Aim of the task: Extract, from the listing that follows, each line containing the word "when".

Dataset records:
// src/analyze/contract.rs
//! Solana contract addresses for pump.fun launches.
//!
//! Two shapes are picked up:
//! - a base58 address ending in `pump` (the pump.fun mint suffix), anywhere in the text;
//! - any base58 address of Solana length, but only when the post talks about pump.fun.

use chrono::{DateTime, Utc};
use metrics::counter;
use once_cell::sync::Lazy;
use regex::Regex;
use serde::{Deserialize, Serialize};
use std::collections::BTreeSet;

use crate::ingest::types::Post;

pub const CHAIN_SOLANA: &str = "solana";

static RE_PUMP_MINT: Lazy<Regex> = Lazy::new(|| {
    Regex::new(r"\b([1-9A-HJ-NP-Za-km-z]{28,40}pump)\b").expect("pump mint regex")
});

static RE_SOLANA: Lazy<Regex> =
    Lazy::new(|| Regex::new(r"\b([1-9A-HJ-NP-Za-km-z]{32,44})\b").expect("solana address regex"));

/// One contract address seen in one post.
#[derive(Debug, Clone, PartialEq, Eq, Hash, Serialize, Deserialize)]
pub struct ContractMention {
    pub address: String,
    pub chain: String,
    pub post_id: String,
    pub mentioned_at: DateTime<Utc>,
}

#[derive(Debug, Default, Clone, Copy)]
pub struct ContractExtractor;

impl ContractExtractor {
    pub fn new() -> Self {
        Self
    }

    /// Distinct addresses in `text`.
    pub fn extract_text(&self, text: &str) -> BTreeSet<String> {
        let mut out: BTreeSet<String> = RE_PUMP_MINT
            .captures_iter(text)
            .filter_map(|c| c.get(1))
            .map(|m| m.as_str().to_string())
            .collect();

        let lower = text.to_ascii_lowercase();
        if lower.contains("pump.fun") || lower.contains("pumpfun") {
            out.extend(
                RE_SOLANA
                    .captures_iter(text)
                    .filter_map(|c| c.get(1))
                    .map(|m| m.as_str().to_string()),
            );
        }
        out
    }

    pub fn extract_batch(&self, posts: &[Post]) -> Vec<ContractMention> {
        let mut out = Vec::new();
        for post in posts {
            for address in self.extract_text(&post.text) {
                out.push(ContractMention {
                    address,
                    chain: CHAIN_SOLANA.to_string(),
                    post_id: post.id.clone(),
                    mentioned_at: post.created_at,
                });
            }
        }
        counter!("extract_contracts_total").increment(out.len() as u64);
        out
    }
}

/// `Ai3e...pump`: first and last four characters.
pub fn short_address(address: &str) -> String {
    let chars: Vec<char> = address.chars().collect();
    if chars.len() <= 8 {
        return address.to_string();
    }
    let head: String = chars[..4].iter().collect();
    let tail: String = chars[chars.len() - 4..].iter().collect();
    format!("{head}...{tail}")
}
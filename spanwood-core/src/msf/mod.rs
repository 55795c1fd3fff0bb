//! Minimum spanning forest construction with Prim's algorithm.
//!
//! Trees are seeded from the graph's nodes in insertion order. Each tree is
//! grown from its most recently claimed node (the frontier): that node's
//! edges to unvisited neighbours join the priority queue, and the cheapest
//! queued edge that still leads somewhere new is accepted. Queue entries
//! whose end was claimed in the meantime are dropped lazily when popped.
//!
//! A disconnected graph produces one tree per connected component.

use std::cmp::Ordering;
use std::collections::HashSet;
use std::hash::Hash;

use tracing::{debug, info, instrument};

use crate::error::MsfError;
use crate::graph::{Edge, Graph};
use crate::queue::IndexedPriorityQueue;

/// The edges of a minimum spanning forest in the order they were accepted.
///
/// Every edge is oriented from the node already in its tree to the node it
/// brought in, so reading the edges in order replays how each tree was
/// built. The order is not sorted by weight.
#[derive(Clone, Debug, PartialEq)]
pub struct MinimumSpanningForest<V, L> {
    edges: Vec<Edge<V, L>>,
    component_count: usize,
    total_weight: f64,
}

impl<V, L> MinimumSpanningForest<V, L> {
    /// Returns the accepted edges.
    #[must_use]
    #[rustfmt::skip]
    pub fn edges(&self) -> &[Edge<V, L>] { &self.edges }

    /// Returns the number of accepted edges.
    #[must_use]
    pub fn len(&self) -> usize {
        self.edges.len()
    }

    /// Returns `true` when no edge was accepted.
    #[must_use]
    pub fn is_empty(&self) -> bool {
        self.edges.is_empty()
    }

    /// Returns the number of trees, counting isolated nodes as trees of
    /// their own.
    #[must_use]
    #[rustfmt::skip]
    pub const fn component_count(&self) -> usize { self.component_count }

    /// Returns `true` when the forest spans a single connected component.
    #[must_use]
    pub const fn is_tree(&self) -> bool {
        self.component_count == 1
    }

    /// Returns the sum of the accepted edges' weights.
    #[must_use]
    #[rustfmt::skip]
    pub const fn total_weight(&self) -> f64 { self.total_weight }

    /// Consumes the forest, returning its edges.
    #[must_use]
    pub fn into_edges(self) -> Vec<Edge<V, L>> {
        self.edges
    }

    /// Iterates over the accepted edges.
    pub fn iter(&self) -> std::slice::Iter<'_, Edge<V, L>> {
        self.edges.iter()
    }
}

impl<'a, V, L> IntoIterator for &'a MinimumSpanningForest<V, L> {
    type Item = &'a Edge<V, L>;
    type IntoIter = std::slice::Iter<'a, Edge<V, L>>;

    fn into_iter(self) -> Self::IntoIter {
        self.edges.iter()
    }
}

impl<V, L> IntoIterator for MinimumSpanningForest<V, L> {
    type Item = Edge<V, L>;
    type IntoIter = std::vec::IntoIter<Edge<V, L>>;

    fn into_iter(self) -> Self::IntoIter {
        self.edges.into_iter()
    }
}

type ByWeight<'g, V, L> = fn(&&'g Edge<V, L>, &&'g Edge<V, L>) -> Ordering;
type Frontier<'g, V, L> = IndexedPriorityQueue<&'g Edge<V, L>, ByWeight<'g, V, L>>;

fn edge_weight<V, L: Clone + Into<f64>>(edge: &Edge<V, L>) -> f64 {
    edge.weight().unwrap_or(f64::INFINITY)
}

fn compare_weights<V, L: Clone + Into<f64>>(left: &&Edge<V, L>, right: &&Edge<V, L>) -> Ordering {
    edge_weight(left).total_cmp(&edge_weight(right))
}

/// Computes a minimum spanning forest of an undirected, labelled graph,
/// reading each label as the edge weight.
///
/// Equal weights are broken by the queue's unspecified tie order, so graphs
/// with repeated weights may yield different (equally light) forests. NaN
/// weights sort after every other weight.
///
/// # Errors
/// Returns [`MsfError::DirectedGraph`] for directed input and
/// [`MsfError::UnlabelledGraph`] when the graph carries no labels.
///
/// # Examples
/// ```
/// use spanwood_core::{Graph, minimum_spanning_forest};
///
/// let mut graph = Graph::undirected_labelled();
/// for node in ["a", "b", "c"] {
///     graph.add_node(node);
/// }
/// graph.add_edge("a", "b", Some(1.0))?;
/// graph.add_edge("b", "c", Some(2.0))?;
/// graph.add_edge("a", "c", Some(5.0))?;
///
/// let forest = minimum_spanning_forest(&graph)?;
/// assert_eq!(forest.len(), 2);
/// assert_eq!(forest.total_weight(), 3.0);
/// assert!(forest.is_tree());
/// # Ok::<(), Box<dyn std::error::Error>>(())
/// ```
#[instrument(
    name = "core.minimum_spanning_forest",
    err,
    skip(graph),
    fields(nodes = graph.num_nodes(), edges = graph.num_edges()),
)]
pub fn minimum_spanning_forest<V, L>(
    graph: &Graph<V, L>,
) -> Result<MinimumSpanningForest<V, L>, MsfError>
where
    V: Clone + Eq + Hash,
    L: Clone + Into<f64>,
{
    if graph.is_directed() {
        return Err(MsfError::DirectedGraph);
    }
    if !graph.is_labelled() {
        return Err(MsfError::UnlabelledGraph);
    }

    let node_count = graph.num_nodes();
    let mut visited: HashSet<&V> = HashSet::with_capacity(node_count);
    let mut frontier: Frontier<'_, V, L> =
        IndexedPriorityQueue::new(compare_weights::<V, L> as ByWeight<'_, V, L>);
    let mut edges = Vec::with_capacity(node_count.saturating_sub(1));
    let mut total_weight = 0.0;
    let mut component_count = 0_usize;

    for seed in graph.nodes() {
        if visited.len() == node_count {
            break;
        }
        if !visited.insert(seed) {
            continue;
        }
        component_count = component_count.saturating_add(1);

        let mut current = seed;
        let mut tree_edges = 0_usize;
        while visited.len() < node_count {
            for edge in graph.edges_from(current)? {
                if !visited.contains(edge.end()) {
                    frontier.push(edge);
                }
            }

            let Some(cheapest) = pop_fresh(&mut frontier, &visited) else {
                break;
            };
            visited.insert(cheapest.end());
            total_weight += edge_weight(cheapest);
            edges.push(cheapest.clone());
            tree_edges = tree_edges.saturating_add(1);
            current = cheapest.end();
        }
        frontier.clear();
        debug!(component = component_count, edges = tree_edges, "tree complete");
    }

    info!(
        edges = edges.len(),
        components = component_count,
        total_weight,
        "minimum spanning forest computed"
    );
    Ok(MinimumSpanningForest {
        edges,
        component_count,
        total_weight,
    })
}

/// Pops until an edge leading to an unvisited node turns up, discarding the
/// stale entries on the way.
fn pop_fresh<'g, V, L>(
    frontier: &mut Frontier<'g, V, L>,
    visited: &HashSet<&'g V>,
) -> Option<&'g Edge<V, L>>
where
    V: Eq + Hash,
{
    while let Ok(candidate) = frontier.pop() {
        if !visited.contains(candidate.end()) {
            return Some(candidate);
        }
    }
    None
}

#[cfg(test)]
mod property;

==

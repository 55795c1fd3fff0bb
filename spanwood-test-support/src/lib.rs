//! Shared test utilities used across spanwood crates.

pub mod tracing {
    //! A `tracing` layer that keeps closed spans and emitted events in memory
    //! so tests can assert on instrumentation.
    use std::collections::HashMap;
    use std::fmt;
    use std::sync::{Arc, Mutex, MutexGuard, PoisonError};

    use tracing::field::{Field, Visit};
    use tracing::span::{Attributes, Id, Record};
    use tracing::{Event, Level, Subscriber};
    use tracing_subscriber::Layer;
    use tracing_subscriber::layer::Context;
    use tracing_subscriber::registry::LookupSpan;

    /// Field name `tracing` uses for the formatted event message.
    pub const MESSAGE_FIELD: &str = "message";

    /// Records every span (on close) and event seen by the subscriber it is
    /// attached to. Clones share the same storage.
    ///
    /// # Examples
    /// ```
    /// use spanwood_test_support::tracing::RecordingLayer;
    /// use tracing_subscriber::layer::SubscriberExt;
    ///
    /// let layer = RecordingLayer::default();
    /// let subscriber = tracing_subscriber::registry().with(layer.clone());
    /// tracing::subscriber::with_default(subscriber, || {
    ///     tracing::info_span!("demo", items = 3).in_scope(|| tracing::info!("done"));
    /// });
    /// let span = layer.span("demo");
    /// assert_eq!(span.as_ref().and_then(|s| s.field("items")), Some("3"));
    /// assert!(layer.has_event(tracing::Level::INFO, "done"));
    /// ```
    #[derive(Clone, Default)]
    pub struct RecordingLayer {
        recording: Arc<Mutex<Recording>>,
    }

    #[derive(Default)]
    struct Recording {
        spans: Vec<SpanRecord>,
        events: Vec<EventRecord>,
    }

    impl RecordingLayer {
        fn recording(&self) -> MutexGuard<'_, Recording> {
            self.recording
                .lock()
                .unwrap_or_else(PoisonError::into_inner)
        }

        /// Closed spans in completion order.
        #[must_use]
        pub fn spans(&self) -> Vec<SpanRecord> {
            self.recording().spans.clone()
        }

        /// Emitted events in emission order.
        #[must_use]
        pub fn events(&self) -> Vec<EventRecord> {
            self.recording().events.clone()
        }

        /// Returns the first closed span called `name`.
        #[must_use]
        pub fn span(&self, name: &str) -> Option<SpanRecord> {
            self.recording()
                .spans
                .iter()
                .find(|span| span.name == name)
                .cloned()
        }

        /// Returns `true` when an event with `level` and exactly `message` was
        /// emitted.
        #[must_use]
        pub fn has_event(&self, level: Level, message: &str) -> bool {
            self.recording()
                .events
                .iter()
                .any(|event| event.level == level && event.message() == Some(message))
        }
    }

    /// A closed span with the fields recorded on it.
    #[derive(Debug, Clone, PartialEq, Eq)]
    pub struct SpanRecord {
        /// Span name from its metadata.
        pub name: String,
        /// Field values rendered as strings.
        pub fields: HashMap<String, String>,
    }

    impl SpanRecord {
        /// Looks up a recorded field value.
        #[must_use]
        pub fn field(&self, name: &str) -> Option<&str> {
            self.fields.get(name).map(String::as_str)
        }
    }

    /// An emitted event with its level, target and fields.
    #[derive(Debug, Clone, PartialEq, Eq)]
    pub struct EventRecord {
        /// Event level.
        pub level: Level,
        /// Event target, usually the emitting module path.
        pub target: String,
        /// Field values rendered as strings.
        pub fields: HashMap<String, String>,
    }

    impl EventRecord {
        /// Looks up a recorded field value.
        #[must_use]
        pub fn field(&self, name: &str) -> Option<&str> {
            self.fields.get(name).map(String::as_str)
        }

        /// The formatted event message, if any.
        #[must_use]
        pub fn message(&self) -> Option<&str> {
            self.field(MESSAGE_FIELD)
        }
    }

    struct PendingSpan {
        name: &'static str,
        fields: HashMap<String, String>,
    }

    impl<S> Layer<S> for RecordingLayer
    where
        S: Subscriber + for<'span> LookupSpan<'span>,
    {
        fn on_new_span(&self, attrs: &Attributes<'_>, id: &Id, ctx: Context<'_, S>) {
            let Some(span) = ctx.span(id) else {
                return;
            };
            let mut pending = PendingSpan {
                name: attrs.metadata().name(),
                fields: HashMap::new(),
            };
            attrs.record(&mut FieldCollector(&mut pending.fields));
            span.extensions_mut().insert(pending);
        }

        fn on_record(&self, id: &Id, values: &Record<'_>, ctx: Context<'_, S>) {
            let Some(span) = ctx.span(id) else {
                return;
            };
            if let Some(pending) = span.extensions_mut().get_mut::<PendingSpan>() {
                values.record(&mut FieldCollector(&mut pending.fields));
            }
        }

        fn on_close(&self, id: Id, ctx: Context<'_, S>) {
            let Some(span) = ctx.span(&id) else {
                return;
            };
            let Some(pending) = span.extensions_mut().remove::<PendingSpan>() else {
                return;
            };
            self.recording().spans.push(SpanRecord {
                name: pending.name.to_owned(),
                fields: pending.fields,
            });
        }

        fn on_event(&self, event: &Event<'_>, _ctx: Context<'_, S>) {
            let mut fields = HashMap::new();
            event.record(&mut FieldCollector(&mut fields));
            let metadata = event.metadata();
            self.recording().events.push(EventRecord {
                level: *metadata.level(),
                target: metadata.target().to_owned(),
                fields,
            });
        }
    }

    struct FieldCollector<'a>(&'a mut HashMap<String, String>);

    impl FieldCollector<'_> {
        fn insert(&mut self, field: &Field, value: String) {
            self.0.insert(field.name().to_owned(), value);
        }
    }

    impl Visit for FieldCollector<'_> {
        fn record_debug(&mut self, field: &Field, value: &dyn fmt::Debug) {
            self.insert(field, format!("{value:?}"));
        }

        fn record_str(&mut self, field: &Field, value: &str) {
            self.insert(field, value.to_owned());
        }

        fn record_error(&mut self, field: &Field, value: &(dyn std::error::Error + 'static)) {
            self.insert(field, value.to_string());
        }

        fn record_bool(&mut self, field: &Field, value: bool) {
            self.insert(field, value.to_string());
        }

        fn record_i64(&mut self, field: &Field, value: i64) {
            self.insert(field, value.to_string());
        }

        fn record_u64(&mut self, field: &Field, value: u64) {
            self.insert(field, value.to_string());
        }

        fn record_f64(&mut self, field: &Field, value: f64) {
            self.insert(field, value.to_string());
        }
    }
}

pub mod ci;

Answer space:
//! - any base58 address of Solana length, but only when the post talks about pump.fun.
//! whose end was claimed in the meantime are dropped lazily when popped.
    /// Returns `true` when no edge was accepted.
    /// Returns `true` when the forest spans a single connected component.
/// [`MsfError::UnlabelledGraph`] when the graph carries no labels.
        /// Returns `true` when an event with `level` and exactly `message` was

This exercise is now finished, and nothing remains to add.